In one of the talks I give on marriage, I use an example of the sin I call “pleading the dictionary.” This is where a husband uses one or more of the flexible features of human language to get his dig in, and then, when challenged, he retreats to “plead the dictionary.” He says something like “we’re having lasagna tonight?” This may be accompanied by some other things that cannot be found in a dictionary at all, like shrugs, facial twitches, sighs, etc. But then, when his wife asks him why he is being so rude, he retreats to the safety offered by Madame Webster. “When did I ever say I didn’t like your lasagna?” All of us know how this works — we can see it in a boss’s sneer, in the rolling of a teen-ager’s eyes, and in the conniving of a toddler. This approach is reductionistic. We use language in the full-orbed way, using all the bells and whistles, and then when called on what we are communicating, we adopt the reductionistic fallacy, and ask that our behavior be interpreted along strict minimalist lines.

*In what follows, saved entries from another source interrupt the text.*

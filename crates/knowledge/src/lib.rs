//! Reference corpus for the clinical agent.
//!
//! `carebridge ingest` splits a reference text into overlapping chunks and
//! persists them as a JSON [`KnowledgeIndex`]; at runtime an
//! [`IndexedRetriever`] answers top-K queries against it.

pub mod chunker;
pub mod index;
pub mod retriever;
pub mod scoring;

pub use chunker::split_text;
pub use index::{IndexedChunk, KnowledgeIndex};
pub use retriever::IndexedRetriever;
pub use scoring::{cosine_similarity, keyword_coverage};

use carebridge_core::error::{ProviderError, ToolError};
use std::path::PathBuf;

/// Errors building, loading or querying the knowledge index.
#[derive(Debug, thiserror::Error)]
pub enum KnowledgeError {
    #[error("I/O error at {path}: {reason}")]
    Io { path: PathBuf, reason: String },

    #[error("Invalid knowledge index: {0}")]
    InvalidIndex(String),

    #[error("Embedding failed: {0}")]
    Embedding(#[from] ProviderError),
}

impl From<KnowledgeError> for ToolError {
    fn from(err: KnowledgeError) -> Self {
        ToolError::Unavailable {
            tool_name: retriever::TOOL_NAME.into(),
            reason: err.to_string(),
        }
    }
}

This was the procedure adopted by Shemiramoth from the tribe of Gad when Moses confronted him on his idolatry, and tried to make him drink the water with the ground-up gold in it. “I wasn’t worshipping the calf! I just like to dance. Dancing is the only thing that matters to me.”
Those who would confront the problems posed by what I have been calling “lowlife authenticity” need to be prepared for this, because it is one of the central retorts. But when I object to curse words or vulgarity, I do not object to the consonants and vowels that make them up. The letters that make up all our obscenities have benign uses as well.
If I object to greasy clothes, the comeback will be that auto mechanics have greasy clothes, and nobody sees me attacking them! Right, because the language event is different. The greaseball is claiming that the grease is what makes him an authentic human being. The auto mechanic is just working on my car. Ironically, this is what makes the mechanic an authentic human being, and it is also exactly why the poseur is not. And when I praise the one and reject the other, it is not an inconsistency, any more than it is inconsistent for a mother to not discipline a daughter who says, “Yes, mother,” and to discipline her sister who says, “Yes, mother,” while rolling her eyes.
When Christians are called on to explain their compromised behavior, they are the ones who have to come up with really innovative explanations for why they are doing it. Christian girls who wear bikinis are the ones who say they are concerned by the encumbrance of the bulkier suits and are frankly concerned about the threat of drowning. Non-Christians girls are willing to say out loud what they are doing, which is to get guys to look at them. Everybody in the world knows what is going on in such situations — except for the Christians who cannot yet afford to admit to the compromise.
So are skateboards sinful? Tobacco? Of course not. Alcohol? Music with a back beat? Ink on skin? No, not when you forgot your checkbook and have to write down an amount at the grocery store, and you have no paper. But the attitude that says that anything unwashed, unkempt, raw, visceral, and stone-washed is real, and that to comb your hair out of your eyes is to sell out to the Man, that is a profound confusion. The issue is what we are saying by what we are doing, and not what somebody else might have meant with the same action.